New pre-print: Use of significance test logic by scientists in a novel reasoning task

How scientists successfully reason about sampling distributions

Richard D. Morey
5 min readAug 3, 2019

Rink Hoekstra (@rinkhoekstra) and I are pleased to release a new pre-print, “Use of significance test logic by scientists in a novel reasoning task”. We test the ability of a large, diverse group of researchers to reason from sampling distributions, a core aspect of significance logic. Although it is common to claim that significance testing logic is “backward” and hence difficult to understand, we use a novel experimental task to show that scientists can use significance testing logic to make correct inferences with high probability. We believe that previous claims that scientists do not understand significance testing logic have been hasty.

Briefly, our argument is that previous vignette-style studies may not have tapped important aspects of participants’ significance testing reasoning. In our task — which resembles a reasoning game more than a survey —participants were asked to solve a statistical puzzle: which of two groups of elves (“Sparklies” or “Jinglies”) made toys faster? Participants could perform experiments until they were satisfied they had an answer (see video).

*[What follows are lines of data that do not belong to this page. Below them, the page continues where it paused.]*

//! Typed wire messages — one record grammar per message kind
//!
//! Grammars are strictly positional and left-to-right, with explicit count
//! fields ahead of every repeated group:
//!
//! StateAdvertisement:
//!   n, then n × peer{ [nodeid?] c o q [utility?] [rtt?] }
//!
//! GraphUpdate:
//!   graphsize, then per task:
//!   task{ name type caller inputsize, n × input{ name size },
//!         outputsize, n × output{ name size }, thunk duration }
//!
//! Execution parameters (optional request payload):
//!   [duration?]

use super::frame::{MessageKind, WireFrame};
use super::record::{RecordReader, RecordWriter};
use super::WireError;
use crate::NodeId;

/// Maximum encoded message payload. The frame body is length-prefixed with
/// a u16 and carries the kind byte alongside the payload, so anything that
/// passes this cap is guaranteed to frame.
pub const MAX_PAYLOAD: usize = u16::MAX as usize - 1;

/// Upper bound on per-message repeated groups. A peer set is expected to
/// stay in the tens; a count past this is a corrupt or hostile payload.
const MAX_COUNT: u64 = 1024;

fn check_size(payload: &[u8]) -> Result<(), WireError> {
    if payload.len() > MAX_PAYLOAD {
        return Err(WireError::Oversize {
            got: payload.len(),
            max: MAX_PAYLOAD,
        });
    }
    Ok(())
}

fn check_count(key: &str, declared: u64) -> Result<usize, WireError> {
    if declared > MAX_COUNT {
        return Err(WireError::CountOutOfRange {
            key: key.to_string(),
            declared,
            max: MAX_COUNT,
        });
    }
    Ok(declared as usize)
}

// ============================================================================
// STATE ADVERTISEMENT
// ============================================================================

/// One peer's resource/latency metrics inside an advertisement.
///
/// `node_id` is absent when the report describes the advertisement's sender
/// itself; `utility`/`rtt` are absent in plain core-count reports.
#[derive(Debug, Clone, PartialEq, Eq, serde::Serialize, serde::Deserialize)]
pub struct PeerReport {
    pub node_id: Option<NodeId>,
    pub cores: u32,
    pub occupied_cores: u32,
    pub queued_jobs: u32,
    pub utility: Option<u32>,
    pub rtt: Option<i64>,
}

/// Periodic gossip advertisement carrying one report per known node.
#[derive(Debug, Clone, PartialEq, Eq, serde::Serialize, serde::Deserialize)]
pub struct StateAdvertisement {
    pub reports: Vec<PeerReport>,
}

impl StateAdvertisement {
    pub fn encode(&self) -> Result<Vec<u8>, WireError> {
        let mut writer = RecordWriter::new();
        writer.field_u64("n", self.reports.len() as u64)?;
        for report in &self.reports {
            let mut peer = RecordWriter::new();
            if let Some(id) = report.node_id {
                peer.field_u64("nodeid", id as u64)?;
            }
            peer.field_u64("c", report.cores as u64)?;
            peer.field_u64("o", report.occupied_cores as u64)?;
            peer.field_u64("q", report.queued_jobs as u64)?;
            if let Some(utility) = report.utility {
                peer.field_u64("utility", utility as u64)?;
            }
            if let Some(rtt) = report.rtt {
                peer.field_i64("rtt", rtt)?;
            }
            writer.nested("peer", peer)?;
        }
        let payload = writer.finish();
        check_size(&payload)?;
        Ok(payload)
    }

    pub fn decode(payload: &[u8]) -> Result<Self, WireError> {
        check_size(payload)?;
        let mut reader = RecordReader::new(payload);
        let count = check_count("n", reader.field_u64("n")?)?;

        let mut reports = Vec::with_capacity(count);
        for _ in 0..count {
            let mut peer = reader.nested("peer")?;
            let node_id = peer.try_field_u32("nodeid")?;
            let cores = peer.field_u32("c")?;
            let occupied_cores = peer.field_u32("o")?;
            let queued_jobs = peer.field_u32("q")?;
            let utility = peer.try_field_u32("utility")?;
            let rtt = peer.try_field_i64("rtt")?;
            reports.push(PeerReport {
                node_id,
                cores,
                occupied_cores,
                queued_jobs,
                utility,
                rtt,
            });
        }
        Ok(Self { reports })
    }

    pub fn to_frame(&self) -> Result<WireFrame, WireError> {
        Ok(WireFrame::new(MessageKind::StateAdvert, self.encode()?))
    }

    pub fn from_frame(frame: &WireFrame) -> Result<Self, WireError> {
        if frame.kind != MessageKind::StateAdvert {
            return Err(WireError::InvalidKind(frame.kind.as_u8()));
        }
        Self::decode(&frame.payload)
    }
}

// ============================================================================
// GRAPH UPDATE
// ============================================================================

/// Named data dependency of a task declaration.
#[derive(Debug, Clone, PartialEq, Eq, serde::Serialize, serde::Deserialize)]
pub struct DataDecl {
    pub name: String,
    pub size: u64,
}

/// One task declaration inside a graph update.
#[derive(Debug, Clone, PartialEq, Eq, serde::Serialize, serde::Deserialize)]
pub struct TaskDecl {
    pub name: String,
    pub kind: u32,
    pub caller: String,
    pub inputs: Vec<DataDecl>,
    pub outputs: Vec<DataDecl>,
    pub thunk: String,
    pub duration: u64,
}

/// One graph generation: a complete set of task declarations.
#[derive(Debug, Clone, PartialEq, Eq, serde::Serialize, serde::Deserialize)]
pub struct GraphUpdate {
    pub tasks: Vec<TaskDecl>,
}

fn encode_data_list(
    writer: &mut RecordWriter,
    count_key: &str,
    entry_key: &str,
    entries: &[DataDecl],
) -> Result<(), WireError> {
    writer.field_u64(count_key, entries.len() as u64)?;
    for entry in entries {
        let mut inner = RecordWriter::new();
        inner.field_str("name", &entry.name)?;
        inner.field_u64("size", entry.size)?;
        writer.nested(entry_key, inner)?;
    }
    Ok(())
}

fn decode_data_list(
    reader: &mut RecordReader<'_>,
    count_key: &str,
    entry_key: &str,
) -> Result<Vec<DataDecl>, WireError> {
    let count = check_count(count_key, reader.field_u64(count_key)?)?;
    let mut entries = Vec::with_capacity(count);
    for _ in 0..count {
        let mut inner = reader.nested(entry_key)?;
        entries.push(DataDecl {
            name: inner.field_str("name")?.to_string(),
            size: inner.field_u64("size")?,
        });
    }
    Ok(entries)
}

impl GraphUpdate {
    pub fn encode(&self) -> Result<Vec<u8>, WireError> {
        let mut writer = RecordWriter::new();
        writer.field_u64("graphsize", self.tasks.len() as u64)?;
        for task in &self.tasks {
            let mut inner = RecordWriter::new();
            inner.field_str("name", &task.name)?;
            inner.field_u64("type", task.kind as u64)?;
            inner.field_str("caller", &task.caller)?;
            encode_data_list(&mut inner, "inputsize", "input", &task.inputs)?;
            encode_data_list(&mut inner, "outputsize", "output", &task.outputs)?;
            inner.field_str("thunk", &task.thunk)?;
            inner.field_u64("duration", task.duration)?;
            writer.nested("task", inner)?;
        }
        let payload = writer.finish();
        check_size(&payload)?;
        Ok(payload)
    }

    pub fn decode(payload: &[u8]) -> Result<Self, WireError> {
        check_size(payload)?;
        let mut reader = RecordReader::new(payload);
        let count = check_count("graphsize", reader.field_u64("graphsize")?)?;

        let mut tasks = Vec::with_capacity(count);
        for _ in 0..count {
            let mut inner = reader.nested("task")?;
            let name = inner.field_str("name")?.to_string();
            let kind = inner.field_u32("type")?;
            let caller = inner.field_str("caller")?.to_string();
            let inputs = decode_data_list(&mut inner, "inputsize", "input")?;
            let outputs = decode_data_list(&mut inner, "outputsize", "output")?;
            let thunk = inner.field_str("thunk")?.to_string();
            let duration = inner.field_u64("duration")?;
            tasks.push(TaskDecl {
                name,
                kind,
                caller,
                inputs,
                outputs,
                thunk,
                duration,
            });
        }
        Ok(Self { tasks })
    }

    pub fn to_frame(&self) -> Result<WireFrame, WireError> {
        Ok(WireFrame::new(MessageKind::GraphUpdate, self.encode()?))
    }

    pub fn from_frame(frame: &WireFrame) -> Result<Self, WireError> {
        if frame.kind != MessageKind::GraphUpdate {
            return Err(WireError::InvalidKind(frame.kind.as_u8()));
        }
        Self::decode(&frame.payload)
    }
}

// ============================================================================
// EXECUTION PARAMETERS
// ============================================================================

/// Encode the optional execution-request payload.
pub fn encode_exec_params(duration: Option<u64>) -> Result<Vec<u8>, WireError> {
    let mut writer = RecordWriter::new();
    if let Some(duration) = duration {
        writer.field_u64("duration", duration)?;
    }
    Ok(writer.finish())
}

/// Decode the optional execution-request payload. An empty payload is
/// valid and carries no declared duration.
pub fn decode_exec_params(payload: &[u8]) -> Result<Option<u64>, WireError> {
    check_size(payload)?;
    let mut reader = RecordReader::new(payload);
    let duration = match reader.try_field("duration")? {
        None => None,
        Some(value) => {
            let text = std::str::from_utf8(value).map_err(|_| WireError::BadText {
                key: "duration".to_string(),
            })?;
            Some(text.parse().map_err(|_| WireError::BadNumber {
                key: "duration".to_string(),
                value: text.to_string(),
            })?)
        }
    };
    Ok(duration)
}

An example of the experimental “interface”. Fictitious experimental results were displayed in a “evidence by sample size” space, but participants were intentionally kept in the dark about the underlying numerical values and their interpretation.

Our experimental trick was that the task is unlike what you might expect from a statistics task: it contained no numbers at all. The general setup would have been completely unfamiliar to participants. They had to use their abstract statistical reasoning instead of relying on heuristics about p values, confidence intervals, effect sizes, or the like. Participants were free to sample from a null distribution, or not. Crucially, the only way of discovering the null distribution was by actively requesting samples from it. And the null distribution was the only way of making sense of the magnitude of the results.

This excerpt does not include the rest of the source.